7 Different Types of Landscape Design Styles

When you’re choosing a landscape design style for your home, it’s almost always easier to start with a particular theme and have a solid plan for what you want. It’s important to stick to a theme and your plan in order to create a unity among the garden, home, and landscaping. There are many themes to choose from, and we will discuss here just some of the many options.

1. Cottage Garden

Originally intended to raise crops to sustain families, cottage gardens have evolved. Where before, flowers were rare or only blown in by seed, today’s cottage gardens often feature various flowers as well as herbs, vegetables, fruit, and other kitchen gardens. Some cottage garden plants and flowers include hollyhocks, foxgloves, phlox, and delphinium.

2. Mediterranean Style

The Mediterranean style of garden gets the majority of its atmosphere from the plants you will use in it. As new varieties of different Mediterranean plants and Palm trees are propagated to grow in different climates, your options are more open now compared to in the past.

The Mediterranean style is a popular one and is used all over the world. A few Mediterranean garden plants you may consider include bay tree, English lavender, thyme, Mexican orange blossom, and American aloe.

3. Southwest Style

Another highly popular theme that you can create with different types of plants and garden decor, the Southwest Style is another great option. Like with the Mediterranean style, the Southwest style is becoming more popular in different climate types.

You will see this style a lot in hot and dry regions like New Mexico or Arizona, but it is possible to create and sustain a garden of this type if you choose your plants carefully. Southwest plants include a wide variety of cacti, Glory of Texas, and strawberry pity blooms.

4. Japanese Garden

The Eastern way of life and the philosophy of garden design has spread to the Western world. You don’t have to have a Japanese or Eastern-style home to enjoy a beautiful, serene Japanese garden. If you’re willing to devote your whole landscaping theme to this style, you too can enjoy the elegance, simplicity, and order of a Japanese garden.

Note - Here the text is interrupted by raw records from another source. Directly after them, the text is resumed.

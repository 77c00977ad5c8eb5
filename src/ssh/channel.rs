// Shell 通道生命周期与非阻塞 I/O
//
// 建立顺序严格固定: open -> request_pty -> request_shell，
// 任一步失败则整个会话尝试中止，不做部分恢复。
// Shell 建立后所有通道 I/O 均为非阻塞:
// 读取通过 now_or_never 单次轮询消息流实现，永不挂起。
//
// 读写路径分离以避免死锁（与上游消息循环竞争通道状态）:
// - 读: channel.wait() 持有通道内部状态
// - 写: 直接使用 handle.data()，不需要持有通道

use std::sync::Arc;

use async_trait::async_trait;
use futures::FutureExt;
use russh::client::{Handle, Msg};
use russh::{ChannelId, ChannelMsg};
use tracing::{debug, trace, warn};

use super::config::SshConfig;
use super::error::ChannelError;
use super::handler::ClientHandler;

/// PTY 请求参数
#[derive(Clone, Debug)]
pub struct PtyRequest {
    /// 终端类型
    pub term: String,
    /// 列数
    pub col_width: u32,
    /// 行数
    pub row_height: u32,
    /// 像素宽度
    pub pix_width: u32,
    /// 像素高度
    pub pix_height: u32,
    /// 终端模式
    pub modes: Vec<(russh::Pty, u32)>,
}

impl Default for PtyRequest {
    fn default() -> Self {
        Self {
            term: "xterm-256color".to_string(),
            col_width: 80,
            row_height: 24,
            pix_width: 0,
            pix_height: 0,
            modes: vec![],
        }
    }
}

impl PtyRequest {
    /// 从会话配置构建 PTY 请求
    pub fn from_config(config: &SshConfig) -> Self {
        Self {
            term: config.term.clone(),
            col_width: config.columns,
            row_height: config.rows,
            ..Default::default()
        }
    }
}

/// 一次非阻塞读取的结果
/// 零长度的 Bytes 不代表流结束；流结束只由 is_eof 信号给出
#[derive(Clone, Debug, PartialEq, Eq)]
pub enum ReadOutcome {
    /// 读到 0..n 字节
    Bytes(Vec<u8>),
    /// 当前没有可读数据，稳态行为而非错误
    WouldBlock,
}

/// 通道 I/O 契约
/// 事件循环只通过这个接口驱动通道，便于用脚本化的假通道测试循环行为
#[async_trait]
pub trait ShellIo {
    /// 写入数据；不要求部分写入重试，调用方可重新发起
    async fn write(&mut self, bytes: &[u8]) -> Result<usize, ChannelError>;

    /// 非阻塞读取最多 max_len 字节，永不挂起
    fn read_nonblocking(&mut self, max_len: usize) -> ReadOutcome;

    /// 远端是否已发出 EOF
    fn is_eof(&self) -> bool;

    /// 关闭通道，幂等
    async fn close(&mut self);
}

// 使用 russh::client::Msg 作为消息类型
type RusshChannel = russh::Channel<Msg>;

/// Shell 通道
/// 持有已认证会话的 Handle —— 通道绝不会先于会话存在
pub struct ShellChannel {
    id: ChannelId,
    handle: Arc<Handle<ClientHandler>>,
    channel: RusshChannel,
    /// 已从消息流取出但尚未被 read_nonblocking 消费的字节
    pending: Vec<u8>,
    pty_requested: bool,
    shell_requested: bool,
    eof: bool,
    closed: bool,
}

impl ShellChannel {
    /// 在已认证的会话上打开会话通道
    pub async fn open(handle: Arc<Handle<ClientHandler>>) -> Result<Self, ChannelError> {
        debug!("[SSH] Opening session channel");

        let channel = handle
            .channel_open_session()
            .await
            .map_err(|e| ChannelError::OpenFailed(e.to_string()))?;

        Ok(Self {
            id: channel.id(),
            handle,
            channel,
            pending: Vec::new(),
            pty_requested: false,
            shell_requested: false,
            eof: false,
            closed: false,
        })
    }

    /// 请求 PTY
    pub async fn request_pty(&mut self, pty: &PtyRequest) -> Result<(), ChannelError> {
        if self.pty_requested {
            return Err(ChannelError::PtyFailed("pty already requested".to_string()));
        }

        debug!("[SSH] Requesting pty ({})", pty.term);

        self.channel
            .request_pty(
                false, // want_reply
                &pty.term,
                pty.col_width,
                pty.row_height,
                pty.pix_width,
                pty.pix_height,
                &pty.modes,
            )
            .await
            .map_err(|e| ChannelError::PtyFailed(e.to_string()))?;

        self.pty_requested = true;
        Ok(())
    }

    /// 请求交互式 Shell
    /// 必须在 request_pty 成功之后调用
    pub async fn request_shell(&mut self) -> Result<(), ChannelError> {
        if !self.pty_requested {
            return Err(ChannelError::ShellFailed(
                "shell requested before pty".to_string(),
            ));
        }
        if self.shell_requested {
            return Err(ChannelError::ShellFailed(
                "shell already requested".to_string(),
            ));
        }

        debug!("[SSH] Requesting shell");

        self.channel
            .request_shell(false)
            .await
            .map_err(|e| ChannelError::ShellFailed(e.to_string()))?;

        self.shell_requested = true;
        Ok(())
    }

    /// 取出缓冲区中最多 max_len 字节
    fn take_pending(&mut self, max_len: usize) -> Vec<u8> {
        let n = self.pending.len().min(max_len);
        self.pending.drain(..n).collect()
    }
}

#[async_trait]
impl ShellIo for ShellChannel {
    async fn write(&mut self, bytes: &[u8]) -> Result<usize, ChannelError> {
        if !self.shell_requested {
            return Err(ChannelError::WriteFailed(
                "write before shell setup completed".to_string(),
            ));
        }
        if self.eof || self.closed {
            return Err(ChannelError::WriteFailed("channel is at eof".to_string()));
        }

        self.handle
            .data(self.id, bytes.to_vec().into())
            .await
            .map_err(|_| ChannelError::WriteFailed("failed to send data to channel".to_string()))?;

        trace!("[SSH] Wrote {} bytes to channel", bytes.len());
        Ok(bytes.len())
    }

    fn read_nonblocking(&mut self, max_len: usize) -> ReadOutcome {
        if self.eof || self.closed {
            return ReadOutcome::WouldBlock;
        }
        if !self.pending.is_empty() {
            return ReadOutcome::Bytes(self.take_pending(max_len));
        }

        // 单次轮询消息流；没有就绪的消息时立刻返回
        match self.channel.wait().now_or_never() {
            None => ReadOutcome::WouldBlock,
            Some(None) => {
                debug!("[SSH] Channel message stream ended");
                self.eof = true;
                ReadOutcome::WouldBlock
            }
            Some(Some(msg)) => match msg {
                ChannelMsg::Data { data } => {
                    trace!("[SSH] Received {} bytes", data.len());
                    self.pending.extend_from_slice(&data);
                    ReadOutcome::Bytes(self.take_pending(max_len))
                }
                ChannelMsg::ExtendedData { data, .. } => {
                    self.pending.extend_from_slice(&data);
                    ReadOutcome::Bytes(self.take_pending(max_len))
                }
                ChannelMsg::Eof | ChannelMsg::Close => {
                    debug!("[SSH] Server sent EOF");
                    self.eof = true;
                    ReadOutcome::WouldBlock
                }
                // 其他控制消息（退出码等）: 零长度读取，不是流结束
                _ => ReadOutcome::Bytes(Vec::new()),
            },
        }
    }

    fn is_eof(&self) -> bool {
        self.eof
    }

    async fn close(&mut self) {
        if self.closed {
            return;
        }
        self.closed = true;

        debug!("[SSH] Closing channel");
        if let Err(e) = self.channel.eof().await {
            warn!("[SSH] Failed to close channel cleanly: {}", e);
        }
    }
}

Typically, this style will clash with most modern home designs so do speak with an experienced landscape designer for help. Plants for a Japanese-style garden include peony, hydrangea, Japanese water iris, Japanese maple, liriope, and camellia.

5. Tropical Landscape

Often grouped in the same style as Mediterranean, the plants and flowers you choose for your tropical landscape style depend on your geographic location. Tropical landscape plants usually have bigger leaves than those in a Mediterranean garden, and flowering plants with intensely bright colours.

To create a dense, tropical atmosphere, plant which foliage toward the back of your planting beds. Some of the plants you can use in a garden to produce a tropical feel include Trachycarpus fortunei, hostas, and arum lily.

6. Formal Garden

Formal garden designs centre around geometrical shapes and straight lines. Most formal designs feature symmetrical planting; plants are orderly and are continually pruned in order to keep their formal appearance.

7. Xeriscaping Garden

While not technically a design style, Xeriscaping is a type of landscaping that is meant to use very little water, taking advantage of rainfall without the need for supplemental watering. Found most often in hot, dry landscapes where there is little rainfall, you can incorporate these principles in any landscape design to help you preserve water. Xeriscape plants include succulents like hens and chicks, aloe vera, and autumn joy sebum; ornamental grasses like purple fountain grass, blue oat grass, and Mexican feather grass; and wildflowers native to your area.